Directions for this task:
From the entries below, return exactly the lines beginning at the one that contains "a read delivering" and ending at the one that contains "let read = device.read_frame(frame.data_mut(), timeout)?;", both of them included, and only those lines.

== Information

//! Single-frame acquisition over either I/O mode.

use std::time::Duration;

use log::trace;

use crate::buffers::BufferPool;
use crate::error::{CameraError, Result};
use crate::sys;
use crate::traits::{Frame, FrameMetadata, MappedRegion, VideoDevice};

fn check_frame_len(frame: &Frame, expected: usize) -> Result<()> {
    if frame.len() == expected {
        Ok(())
    } else {
        Err(CameraError::FrameSize {
            expected,
            actual: frame.len(),
        })
    }
}

/// Capture one frame with a single `read(2)`.
///
/// `frame` must already be sized to `expected` bytes; a read delivering
/// fewer bytes fails with [`CameraError::ShortRead`].
pub fn capture_read<D: VideoDevice>(
    device: &mut D,
    frame: &mut Frame,
    expected: usize,
    sequence: u32,
    timeout: Option<Duration>,
) -> Result<()> {
    check_frame_len(frame, expected)?;

    let read = device.read_frame(frame.data_mut(), timeout)?;
    if read != expected {
        return Err(CameraError::ShortRead {
            expected,
            actual: read,
        });
    }

    frame.metadata = FrameMetadata {
        sequence,
        timestamp: sys::monotonic_now(),
        bytes_used: u32::try_from(read).unwrap_or(u32::MAX),
    };
    Ok(())
}

/// Capture one frame by dequeuing a filled buffer, copying it out and
/// returning the buffer to the driver.
///
/// The buffer is requeued even when the copy fails, so the pool keeps
/// circulating.
pub fn capture_streaming<D: VideoDevice>(
    device: &mut D,
    pool: &mut BufferPool<D::Region>,
    frame: &mut Frame,
    expected: usize,
    timeout: Option<Duration>,
) -> Result<()> {
    check_frame_len(frame, expected)?;

    let buffer = pool.dequeue(device, timeout)?;
    let copied = copy_region(pool, buffer.index, frame, expected);
    let requeued = pool.requeue(device, buffer.index);
    copied?;
    requeued?;

    frame.metadata = FrameMetadata {
        sequence: buffer.sequence,
        timestamp: buffer.timestamp,
        bytes_used: buffer.bytes_used,
    };

    let now = sys::monotonic_now();
    if !buffer.timestamp.is_zero() && now > buffer.timestamp {
        trace!(
            "frame {} latency {:.3} ms",
            buffer.sequence,
            (now - buffer.timestamp).as_secs_f64() * 1000.0
        );
    }
    Ok(())
}

fn copy_region<R: MappedRegion>(
    pool: &BufferPool<R>,
    index: u32,
    frame: &mut Frame,
    expected: usize,
) -> Result<()> {
    let src = pool
        .region(index)
        .and_then(|bytes| bytes.get(..expected))
        .ok_or_else(|| {
            CameraError::PoolState(format!("buffer {index} is smaller than {expected} bytes"))
        })?;
    frame.data_mut().copy_from_slice(src);
    Ok(())
}
//! Camera that replays raw frames from a file.
//!
//! The file holds frames of the opened settings back to back, with no
//! header. Capture walks through them and starts over at the end.

use std::fs;
use std::path::PathBuf;
use std::time::Duration;

use log::{debug, info};

use crate::error::{CameraError, Result};
use crate::traits::{Camera, Frame, FrameMetadata, Settings};

/// A [`Camera`] serving frames recorded to disk.
#[derive(Debug, Default)]
pub struct ReplayCamera {
    target: Option<(PathBuf, Settings)>,
    data: Option<Vec<u8>>,
    cursor: usize,
    sequence: u32,
}

impl ReplayCamera {
    /// A closed replay camera.
    pub const fn new() -> Self {
        Self {
            target: None,
            data: None,
            cursor: 0,
            sequence: 0,
        }
    }

    /// Whether a recording is loaded.
    pub const fn is_open(&self) -> bool {
        self.data.is_some()
    }

    /// Frames in the loaded recording.
    pub fn frame_count(&self) -> usize {
        let frame_size = self.frame_size();
        match &self.data {
            Some(data) if frame_size > 0 => data.len() / frame_size,
            _ => 0,
        }
    }

    fn frame_size(&self) -> usize {
        self.target.as_ref().map_or(0, |(_, s)| s.frame_size())
    }

    fn frame_interval(&self) -> Duration {
        self.target
            .as_ref()
            .and_then(|(_, s)| (s.framerate > 0).then(|| Duration::from_secs(1) / s.framerate))
            .unwrap_or_default()
    }
}

impl Camera for ReplayCamera {
    fn open(&mut self, path: &str, settings: &Settings) -> Result<()> {
        self.close()?;
        self.target = Some((PathBuf::from(path), settings.clone()));

        let frame_size = settings.frame_size();
        if frame_size == 0 {
            return Err(CameraError::InvalidPixelFormat(settings.format));
        }

        let data = fs::read(path).map_err(|source| CameraError::OpenFailed {
            path: path.to_owned(),
            source,
        })?;
        if data.is_empty() || data.len() % frame_size != 0 {
            return Err(CameraError::Config(format!(
                "{path}: {} bytes is not a whole number of {frame_size} byte frames",
                data.len()
            )));
        }

        info!(
            "replaying {} frames of {settings} from {path}",
            data.len() / frame_size
        );
        self.data = Some(data);
        self.cursor = 0;
        self.sequence = 0;
        Ok(())
    }

    fn close(&mut self) -> Result<()> {
        if self.data.take().is_some() {
            debug!("replay closed");
        }
        Ok(())
    }

    fn check_ready(&mut self) -> Result<()> {
        if !self.is_open() {
            return Err(CameraError::NotOpen);
        }
        match &self.target {
            Some((path, _)) => fs::metadata(path)
                .map(drop)
                .map_err(CameraError::io("stat")),
            None => Err(CameraError::NotOpen),
        }
    }

    fn capture_image(&mut self, frame: &mut Frame) -> Result<()> {
        let frame_size = self.frame_size();
        let interval = self.frame_interval();
        let data = self.data.as_ref().ok_or(CameraError::NotOpen)?;

        if frame.len() != frame_size {
            return Err(CameraError::FrameSize {
                expected: frame_size,
                actual: frame.len(),
            });
        }

        let src = data
            .get(self.cursor..self.cursor + frame_size)
            .ok_or_else(|| CameraError::ShortRead {
                expected: frame_size,
                actual: data.len().saturating_sub(self.cursor),
            })?;
        frame.data_mut().copy_from_slice(src);
        frame.metadata = FrameMetadata {
            sequence: self.sequence,
            timestamp: interval * self.sequence,
            bytes_used: u32::try_from(frame_size).unwrap_or(u32::MAX),
        };

        self.cursor += frame_size;
        if self.cursor >= data.len() {
            self.cursor = 0;
        }
        self.sequence = self.sequence.wrapping_add(1);
        Ok(())
    }

    fn reopen(&mut self) -> Result<()> {
        self.close()?;
        let (path, settings) = self.target.clone().ok_or(CameraError::NotOpen)?;
        self.open(&path.to_string_lossy(), &settings)
    }

    fn settings(&self) -> Option<&Settings> {
        self.target.as_ref().map(|(_, settings)| settings)
    }
}
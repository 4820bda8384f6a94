//! Error taxonomy for capture operations.

use std::io;
use std::time::Duration;

use thiserror::Error;

use crate::traits::{Format, PixelFormat};

/// Coarse classification of a [`CameraError`].
#[derive(Debug, Clone, Copy, PartialEq, Eq)]
pub enum ErrorKind {
    /// The device node could not be opened.
    OpenFailure,
    /// The device cannot capture video or offers no usable I/O mode.
    CapabilityMismatch,
    /// The driver did not apply the exact requested format.
    FormatRejected,
    /// The driver did not apply the exact requested framerate.
    FramerateRejected,
    /// The streaming buffer pool could not be set up.
    BufferAllocFailure,
    /// A read, queue or dequeue level failure.
    IoFailure,
    /// A control could not be read or written. Never fatal.
    ControlAccessFailure,
    /// The operation needs an open device.
    NotOpen,
    /// Invalid configuration input.
    Configuration,
    /// The reconnect loop gave up.
    ReopenExhausted,
}

/// Error type for camera operations.
#[derive(Debug, Error)]
pub enum CameraError {
    /// Failed to open the device node.
    #[error("could not open camera device {path}: {source}")]
    OpenFailed {
        /// Device path that was opened.
        path: String,
        /// Underlying OS error.
        #[source]
        source: io::Error,
    },
    /// The device is not a usable video capture device.
    #[error("not a video capture device: {0}")]
    Capability(String),
    /// The device advertises neither streaming nor read/write I/O.
    #[error("device supports neither streaming nor read/write I/O")]
    NoSupportedIoMode,
    /// The pixel format has no known bytes-per-pixel.
    #[error("bytes per pixel of {0} is 0")]
    InvalidPixelFormat(PixelFormat),
    /// Stride or size of the requested frame do not fit in 32 bits.
    #[error("a {width}x{height} {format} frame is too large")]
    FrameTooLarge {
        /// Requested width.
        width: u32,
        /// Requested height.
        height: u32,
        /// Requested pixel format.
        format: PixelFormat,
    },
    /// The driver applied a different format than requested.
    #[error("could not set width/height/pixelformat: requested {requested}, driver applied {applied}")]
    FormatRejected {
        /// Format that was requested.
        requested: Format,
        /// Format reported back by the driver.
        applied: Format,
    },
    /// A framerate of zero cannot be expressed as a frame interval.
    #[error("framerate must be at least 1 fps")]
    ZeroFramerate,
    /// The driver applied a different framerate than requested.
    #[error("could not set framerate: requested {requested} fps, driver applied {applied} fps")]
    FramerateRejected {
        /// Requested frames per second.
        requested: u32,
        /// Frames per second reported back by the driver.
        applied: u32,
    },
    /// The buffer pool could not be allocated.
    #[error("buffer allocation failed: {0}")]
    BufferAlloc(String),
    /// An ioctl or system call failed.
    #[error("{op} failed: {source}")]
    Io {
        /// Name of the failed operation.
        op: &'static str,
        /// Underlying OS error.
        #[source]
        source: io::Error,
    },
    /// A read returned fewer bytes than one full frame.
    #[error("short read: expected {expected} bytes, got {actual}")]
    ShortRead {
        /// Full frame size.
        expected: usize,
        /// Bytes actually delivered.
        actual: usize,
    },
    /// The destination buffer does not match the negotiated frame size.
    #[error("frame buffer holds {actual} bytes but the negotiated frame needs {expected}")]
    FrameSize {
        /// Negotiated frame size.
        expected: usize,
        /// Size of the destination buffer.
        actual: usize,
    },
    /// The streaming pool is in a state that needs a reopen.
    #[error("buffer pool out of sync: {0}")]
    PoolState(String),
    /// Frame content does not match the expected pattern.
    #[error("frame validation failed: {0}")]
    Validation(String),
    /// No frame became available in time.
    #[error("no frame within {0:?}")]
    Timeout(Duration),
    /// No control with this name or id is known.
    #[error("unknown control {0}")]
    UnknownControl(String),
    /// A control could not be read or written.
    #[error("control access failed: {0}")]
    ControlAccess(String),
    /// The device has not been opened.
    #[error("camera device is not open")]
    NotOpen,
    /// Invalid configuration input.
    #[error("invalid configuration: {0}")]
    Config(String),
    /// The reconnect loop exhausted its attempts.
    #[error("device not ready after {attempts} reopen attempts: {last}")]
    ReopenExhausted {
        /// Number of reopen attempts made.
        attempts: u32,
        /// Error of the last attempt.
        #[source]
        last: Box<CameraError>,
    },
}

impl CameraError {
    /// Build a mapper that tags an OS error with the operation that produced it.
    pub fn io(op: &'static str) -> impl FnOnce(io::Error) -> Self {
        move |source| Self::Io { op, source }
    }

    /// Classify this error.
    pub const fn kind(&self) -> ErrorKind {
        match self {
            Self::OpenFailed { .. } => ErrorKind::OpenFailure,
            Self::Capability(_) | Self::NoSupportedIoMode => ErrorKind::CapabilityMismatch,
            Self::InvalidPixelFormat(_)
            | Self::FrameTooLarge { .. }
            | Self::FormatRejected { .. } => ErrorKind::FormatRejected,
            Self::ZeroFramerate | Self::FramerateRejected { .. } => ErrorKind::FramerateRejected,
            Self::BufferAlloc(_) => ErrorKind::BufferAllocFailure,
            Self::Io { .. }
            | Self::ShortRead { .. }
            | Self::FrameSize { .. }
            | Self::PoolState(_)
            | Self::Validation(_)
            | Self::Timeout(_) => ErrorKind::IoFailure,
            Self::UnknownControl(_) | Self::ControlAccess(_) => ErrorKind::ControlAccessFailure,
            Self::NotOpen => ErrorKind::NotOpen,
            Self::Config(_) => ErrorKind::Configuration,
            Self::ReopenExhausted { .. } => ErrorKind::ReopenExhausted,
        }
    }

    /// Whether the error came from the OS reporting that the device vanished.
    pub fn is_device_lost(&self) -> bool {
        match self {
            Self::Io { source, .. } | Self::OpenFailed { source, .. } => {
                matches!(source.raw_os_error(), Some(libc::ENODEV | libc::ENXIO | libc::ENOENT))
            }
            _ => false,
        }
    }
}

/// Result type for camera operations.
pub type Result<T> = std::result::Result<T, CameraError>;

====

Result:
/// `frame` must already be sized to `expected` bytes; a read delivering
/// fewer bytes fails with [`CameraError::ShortRead`].
pub fn capture_read<D: VideoDevice>(
    device: &mut D,
    frame: &mut Frame,
    expected: usize,
    sequence: u32,
    timeout: Option<Duration>,
) -> Result<()> {
    check_frame_len(frame, expected)?;

    let read = device.read_frame(frame.data_mut(), timeout)?;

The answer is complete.